QUATTRO MATRIMONI E UN FUNERALE

Sex symbol per il pubblico femminile, aria da perfetto Lord inglese e sguardo accattivante da intellettuale: lui è HUGH GRANT.


QUATTRO MATRIMONI E UN FUNERALE‘ (‘Four weddings and a funeral’) del 1994, per la regia di Mike Newell, è diventato inaspettatamente il primo film britannico nella storia del cinema, per incassi al botteghino con 244 milioni di dollari. Grant ha vinto il Golden Globe come Miglior attore commedia/commedia musicale e il BAFTA come Miglior attore protagonista.

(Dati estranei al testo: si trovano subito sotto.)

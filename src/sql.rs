//! SQL execution and schema introspection against a SQLite database.
//!
//! Statements come from the translator and are untrusted: they are run
//! as-is inside a transaction, and any driver failure is returned as
//! [`Error::Execution`] with the driver's message.

use std::fmt;

use serde::Serialize;
use sqlx::sqlite::SqliteRow;
use sqlx::{Column, Executor, Row, SqlitePool, TypeInfo, ValueRef};
use tracing::debug;

use query_harness_core::sql::{ColumnInfo, SchemaDescriptor, TableSchema};
use query_harness_core::{Error, Result};

/// A single cell of a query result.
#[derive(Debug, Clone, PartialEq, Serialize)]
#[serde(untagged)]
pub enum SqlValue {
    Null,
    Integer(i64),
    Real(f64),
    Text(String),
    Blob(Vec<u8>),
}

impl fmt::Display for SqlValue {
    fn fmt(&self, f: &mut fmt::Formatter<'_>) -> fmt::Result {
        match self {
            SqlValue::Null => f.write_str("NULL"),
            SqlValue::Integer(i) => write!(f, "{}", i),
            SqlValue::Real(r) => write!(f, "{}", r),
            SqlValue::Text(s) => f.write_str(s),
            SqlValue::Blob(b) => write!(f, "<blob {} bytes>", b.len()),
        }
    }
}

#[derive(Debug, Clone, Default, PartialEq, Serialize)]
pub struct QueryResult {
    pub columns: Vec<String>,
    pub rows: Vec<Vec<SqlValue>>,
}

impl QueryResult {
    /// Render as an aligned plain-text table.
    pub fn to_table(&self) -> String {
        let cells: Vec<Vec<String>> = self
            .rows
            .iter()
            .map(|r| r.iter().map(|v| v.to_string()).collect())
            .collect();
        let mut widths: Vec<usize> = self.columns.iter().map(|c| c.chars().count()).collect();
        for row in &cells {
            for (i, cell) in row.iter().enumerate() {
                if let Some(w) = widths.get_mut(i) {
                    *w = (*w).max(cell.chars().count());
                }
            }
        }

        let line = |values: &[String]| -> String {
            values
                .iter()
                .zip(&widths)
                .map(|(v, w)| format!("{:<width$}", v, width = *w))
                .collect::<Vec<_>>()
                .join(" | ")
                .trim_end()
                .to_string()
        };

        let mut out = String::new();
        out.push_str(&line(&self.columns));
        out.push('\n');
        out.push_str(
            &widths
                .iter()
                .map(|w| "-".repeat(*w))
                .collect::<Vec<_>>()
                .join("-+-"),
        );
        for row in &cells {
            out.push('\n');
            out.push_str(&line(row));
        }
        out
    }
}

fn execution(err: sqlx::Error) -> Error {
    Error::Execution(err.to_string())
}

fn decode_value(row: &SqliteRow, idx: usize) -> std::result::Result<SqlValue, sqlx::Error> {
    let raw = row.try_get_raw(idx)?;
    if raw.is_null() {
        return Ok(SqlValue::Null);
    }
    let type_name = raw.type_info().name().to_ascii_uppercase();
    let value = match type_name.as_str() {
        "INTEGER" | "BOOLEAN" => SqlValue::Integer(row.try_get_unchecked::<i64, _>(idx)?),
        "REAL" | "NUMERIC" => SqlValue::Real(row.try_get_unchecked::<f64, _>(idx)?),
        "BLOB" => SqlValue::Blob(row.try_get_unchecked::<Vec<u8>, _>(idx)?),
        _ => SqlValue::Text(row.try_get_unchecked::<String, _>(idx)?),
    };
    Ok(value)
}

/// Run one statement in a transaction and return every row it produced.
pub async fn execute(pool: &SqlitePool, sql: &str) -> Result<QueryResult> {
    let mut tx = pool.begin().await.map_err(execution)?;

    let rows = sqlx::query(sql).fetch_all(&mut *tx).await.map_err(execution)?;

    let columns: Vec<String> = match rows.first() {
        Some(first) => first.columns().iter().map(|c| c.name().to_string()).collect(),
        // No rows to read names from; ask the statement instead
        None => (&mut *tx)
            .describe(sql)
            .await
            .map(|d| d.columns().iter().map(|c| c.name().to_string()).collect())
            .unwrap_or_else(|e| {
                debug!(error = %e, "could not describe statement; returning no columns");
                Vec::new()
            }),
    };

    let mut decoded = Vec::with_capacity(rows.len());
    for row in &rows {
        let values = (0..row.len())
            .map(|i| decode_value(row, i))
            .collect::<std::result::Result<Vec<_>, _>>()
            .map_err(execution)?;
        decoded.push(values);
    }

    tx.commit().await.map_err(execution)?;
    debug!(rows = decoded.len(), "executed statement");

    Ok(QueryResult {
        columns,
        rows: decoded,
    })
}

/// Read the user tables of the database and their columns in declared order.
pub async fn introspect_schema(pool: &SqlitePool) -> Result<SchemaDescriptor> {
    let tables: Vec<String> = sqlx::query_scalar(
        "SELECT name FROM sqlite_master WHERE type = 'table' AND name NOT LIKE 'sqlite_%' ORDER BY rowid",
    )
    .fetch_all(pool)
    .await
    .map_err(execution)?;

    let mut schema = SchemaDescriptor::default();
    for table in tables {
        let rows = sqlx::query("SELECT name, type FROM pragma_table_info(?) ORDER BY cid")
            .bind(&table)
            .fetch_all(pool)
            .await
            .map_err(execution)?;
        let columns = rows
            .iter()
            .map(|r| ColumnInfo {
                name: r.get("name"),
                data_type: r.get("type"),
            })
            .collect();
        schema.tables.push(TableSchema {
            name: table,
            columns,
        });
    }
    Ok(schema)
}

/// Demo rows for the `STUDENT` table: (name, class, section, marks).
pub const DEMO_STUDENTS: [(&str, &str, &str, i64); 5] = [
    ("Krish", "Data Science", "A", 90),
    ("Amit", "Data Analytics", "B", 86),
    ("Pranjay", "Machine Learning", "B", 91),
    ("Arin", "Artificial Intelligence", "A", 56),
    ("Afzal", "Business Management", "B", 32),
];

/// (Re)create the demo `STUDENT` table with five rows.
pub async fn seed_demo(pool: &SqlitePool) -> Result<usize> {
    let mut tx = pool.begin().await.map_err(execution)?;

    sqlx::query("DROP TABLE IF EXISTS STUDENT")
        .execute(&mut *tx)
        .await
        .map_err(execution)?;
    sqlx::query(
        r#"
        CREATE TABLE STUDENT (
            ID INTEGER PRIMARY KEY,
            NAME VARCHAR(25),
            CLASS VARCHAR(25),
            SECTION VARCHAR(25),
            MARKS INT
        )
        "#,
    )
    .execute(&mut *tx)
    .await
    .map_err(execution)?;

    for (name, class, section, marks) in DEMO_STUDENTS {
        sqlx::query("INSERT INTO STUDENT (NAME, CLASS, SECTION, MARKS) VALUES (?, ?, ?, ?)")
            .bind(name)
            .bind(class)
            .bind(section)
            .bind(marks)
            .execute(&mut *tx)
            .await
            .map_err(execution)?;
    }

    tx.commit().await.map_err(execution)?;
    Ok(DEMO_STUDENTS.len())
}
//! `qh ask`.

use anyhow::Result;

use crate::context::AppContext;

/// Answer `question` from `index` and print the answer, optionally
/// followed by the chunks it was drawn from.
pub async fn run_ask(
    ctx: &AppContext,
    question: &str,
    index: &str,
    top_k: Option<usize>,
    show_sources: bool,
) -> Result<()> {
    let answer = ctx.ask(question, index, top_k).await?;
    println!("{}", answer.answer.trim_end());

    if show_sources {
        println!();
        println!("Sources ({}):", answer.sources.len());
        for (rank, source) in answer.sources.iter().enumerate() {
            let preview: String = source.text.chars().take(160).collect();
            let preview = preview.replace('\n', " ");
            println!(
                "{}. [chunk {} | {:.3}] {}",
                rank + 1,
                source.chunk_index,
                source.score,
                preview
            );
        }
    }
    Ok(())
}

Il film racconta delle storie di vita di un gruppo di amici di Charles, un timido inglese, viste attraverso i suoi occhi. Il ragazzo è perdutamente innamorato di Carrie attraente americana che incontra durante matrimoni ed un funerale in comune. Sarà proprio al quarto matrimonio tra lui ed Henrietta, scelta con scarsa convinzione, che David, fratello sordomuto di Charles, con un onesto linguaggio dei segni, farà capire al futuro sposo che se la donna che potrebbe diventare la moglie, non la si ama, allora è inutile procedere al matrimonio. Dopo la crisi di nervi di Henrietta alla seconda delusione, Charles confessa a Carrie il suo vero amore, non l’avrebbe sposata, ma in quel momento, sotto ad una pioggia torrenziale le avrebbe proposto di vivere per sempre con lui. A coda film Charles e Carrie con tanto di figlioletto: l’elogio all’amore c’è, Hugh Grant, pure.